Artificial Intelligence and Prior Authorization – Two Hot Topics in One Article

Artificial Intelligence and Prior Authorization – Two Hot Topics in One Article

One of the issues that the Centers for Medicare & Medicaid Services (CMS) addressed in its new rule for Medicare Advantage (MA) plans, CMS-4201-F, was the use of artificial intelligence (AI) and automated protocols to deny care. And obviously, their guidance was that this was not acceptable.

Just to clarify, the MA plans were using AI to predict the length of stay for inpatient rehabilitation facility (IRF) admissions, skilled nursing facility (SNF) care, and home health episodes of care. If the AI program said a patient needed eight days in the SNF, they refused to pay at day 9. CMS explained that before discontinuing coverage, the plan must review the patient’s specific clinical needs and compare that to Medicare coverage guidelines, and they must approve continuing care if the patient still meets the Medicare criteria, regardless of the AI prediction.

Now, how does this AI work?
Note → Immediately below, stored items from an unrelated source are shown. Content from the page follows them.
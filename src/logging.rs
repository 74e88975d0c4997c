// Logging bootstrap

use std::fs::{File, OpenOptions};
use std::io::{self, Write};

use env_logger::{Builder, Target};

use crate::config::LoggingConfig;

/// Install the `env_logger` backend. `RUST_LOG` overrides the configured
/// level. Safe to call more than once; later calls only log a debug line.
///
/// With `log_to_file` set, records go to `log_file` instead of stderr. If
/// the file cannot be opened the logger falls back to stderr and says so.
pub fn init_logging(config: &LoggingConfig) {
    let (mut builder, file_error) = match build_logger(config) {
        Ok(builder) => (builder, None),
        Err(err) => {
            let mut fallback = config.clone();
            fallback.log_to_file = false;
            match build_logger(&fallback) {
                Ok(builder) => (builder, Some(err)),
                Err(_) => return,
            }
        }
    };
    if builder.try_init().is_err() {
        log::debug!("Logger already initialised");
        return;
    }
    if let Some(err) = file_error {
        log::warn!("Could not open log file {}: {}, logging to stderr", config.log_file, err);
    }
}

/// Configured `env_logger` builder, not yet installed.
pub fn build_logger(config: &LoggingConfig) -> io::Result<Builder> {
    let mut builder = Builder::new();
    builder.filter_level(config.level_filter());
    builder.parse_default_env();
    if config.log_to_file {
        let file = open_log_file(&config.log_file)?;
        builder.target(Target::Pipe(Box::new(file)));
    }
    Ok(builder)
}

/// Create or clear the log file and write the session banner.
fn open_log_file(path: &str) -> io::Result<File> {
    let mut file = OpenOptions::new()
        .create(true)
        .write(true)
        .truncate(true)
        .open(path)?;
    writeln!(file, "=== Shader Layout Compiler Log ===")?;
    writeln!(file, "Started: {:?}", std::time::SystemTime::now())?;
    writeln!(file)?;
    Ok(file)
}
Well, they take millions of past admissions and use those patient characteristics and lengths of stay to then predict the length of stay for the current patient.   

Well, if you think about it, many hospitals do the exact same thing to their doctors. They have staff who determine the working Diagnosis-Related Group (DRG) for each patient and then use the Medicare geometric mean length of stay (GMLOS) to tell the doctor when they expect their patient to be discharged. But just like these AI programs, Medicare’s GMLOS is based on thousands and thousands of admissions in that DRG, and in no way is it intended to predict the expected length of stay of any one patient. Think about it: to hit the highest-weighted DRG in a triad, the patient needs one major complication or comorbidity (MCC). But does anyone think the length of stay is going to be the same for a patient with one MCC, compared to the patient with two MCCs and three CCs? Of course not. But that’s what happens. So, stop using the GMLOS like this, unless you want to also give your MA plans permission to use their own AI tools.

On another note, as many of you may know, one of the other big topics in healthcare reform, other than Medicare Advantage and price transparency, is prior authorization. No one likes prior authorization, and CMS has proposed rules to rein in insurers. But you may recall that traditional Medicare has its own prior authorization program for specific services performed in the hospital outpatient setting.

When this program was introduced, many were surprised that CMS limited it to the hospital outpatient setting and excluded inpatient surgeries and surgeries performed at surgery centers. Well, it appears that may soon change. In a notice published two weeks ago, CMS announced that they are creating a prior authorization process for ambulatory surgery centers (ASCs) as a demonstration project to “develop improved procedures for the identification, investigation, and prosecution of Medicare fraud occurring in ambulatory surgical centers providing services to Medicare beneficiaries.”

Unfortunately, we have few details of this new process, and no idea when it will begin, nor what surgeries will require prior authorization. But this process will differ from the outpatient hospital process. For hospitals, obtaining a prior authorization is a condition of payment, so if it is not done, the hospital gets paid nothing, with no appeal rights.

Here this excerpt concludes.